Fri Apr 3, 2009
NEW DELHI, April 3 (Reuters) - India's main Hindu-nationalist opposition party promised low taxes and interest rates to revive a slowing economy and a tough posture on Pakistan in an election manifesto on Friday aimed at boosting its poll ratings.
The Bharatiya Janata Party also promised to retrieve Indian money illegally stashed abroad, generate employment through massive infrastructure projects and give cheaper farm loans to cushion Indians from the global financial crisis.
It said it would cut housing interest rates, give tax exemption to citizens above the age of 60 and also waive personal income tax for hundreds of thousands of defence personnel and pensioners.
"We are giving a message to our voters that if you give us an opportunity then whatever we do we will do with honesty," the party's prime ministerial candidate Lal Krishna Advani said.
The BJP said India will resume peace talks with Pakistan only after Islamabad dismantled the "terrorist infrastructure" on its soil. "Without that there can be no comprehensive dialogue with Pakistan," spokesman Ravi Shankar Prasad said.

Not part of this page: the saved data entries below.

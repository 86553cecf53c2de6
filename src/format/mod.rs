pub mod amount;
pub mod currency;
pub mod date;
pub mod locale;

pub use amount::{format_currency, format_currency_default, format_rate, AmountInput};
pub use currency::Currency;
pub use date::{format_date, format_date_with, parse_date, try_format_date};
pub use locale::{Locale, SymbolPosition};
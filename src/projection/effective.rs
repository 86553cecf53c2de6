use rust_decimal::Decimal;

use crate::config::{ProjectionLimits, MAX_COMPOUNDING_PERIODS};
use crate::decimal::Rate;
use crate::errors::{ProjectionError, Result};

/// Effective annual yield of a nominal annual rate compounded
/// `periods_per_year` times: `(1 + r/n)^n - 1`.
///
/// The nominal rate is bounded by the default `ProjectionLimits`.
pub fn effective_annual_yield(nominal: Rate, periods_per_year: u32) -> Result<Rate> {
    effective_annual_yield_with(nominal, periods_per_year, &ProjectionLimits::default())
}

/// `effective_annual_yield` with an explicit max rate
pub fn effective_annual_yield_with(
    nominal: Rate,
    periods_per_year: u32,
    limits: &ProjectionLimits,
) -> Result<Rate> {
    if periods_per_year == 0 || periods_per_year > MAX_COMPOUNDING_PERIODS {
        return Err(ProjectionError::invalid(
            "periods_per_year",
            format!("must be between 1 and {}, got {}", MAX_COMPOUNDING_PERIODS, periods_per_year),
        ));
    }
    if nominal.is_negative() {
        return Err(ProjectionError::invalid(
            "nominal",
            format!("must not be negative, got {}", nominal),
        ));
    }
    limits.validate()?;
    if nominal.as_decimal() > limits.max_yield_rate_percent / Decimal::ONE_HUNDRED {
        return Err(ProjectionError::invalid(
            "nominal",
            format!("{} exceeds the maximum of {}%", nominal, limits.max_yield_rate_percent),
        ));
    }

    let n = Decimal::from(periods_per_year);
    let base = Decimal::ONE + nominal.as_decimal() / n;

    let mut factor = Decimal::ONE;
    for _ in 0..periods_per_year {
        factor = factor.checked_mul(base).ok_or_else(|| {
            ProjectionError::invalid("nominal", format!("{} compounds beyond representable range", nominal))
        })?;
    }
    Ok(Rate::from_decimal(factor - Decimal::ONE))
}
pub mod config;
pub mod decimal;
pub mod errors;
pub mod format;
pub mod projection;
pub mod state;
pub mod types;

// re-export key types
pub use config::{DisplayConfig, ProjectionLimits};
pub use decimal::{Money, Rate};
pub use errors::{ProjectionError, Result};
pub use format::{
    format_currency, format_currency_default, format_date, format_date_with, format_rate,
    try_format_date, AmountInput, Currency, Locale,
};
pub use projection::{
    calculate_expected_yield, calculate_returns, effective_annual_yield,
    effective_annual_yield_with, ReturnCalculator,
};
pub use state::{KeyValueStore, MemoryStore, SidebarState};
pub use types::{InvestmentQuote, InvestmentReturns, ProjectedMonth, RateBasis};

// re-export external dependencies that users will need
pub use rust_decimal::Decimal;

The party has accused the ruling Congress party in the past of being soft on national security, sharpening the criticism in the wake of the Mumbai attacks in November blamed on a Pakistan-based guerrilla group.
The BJP-led opposition alliance trails in most opinion polls for the month-long election beginning on April 13 and is struggling to find allies in potentially swing states.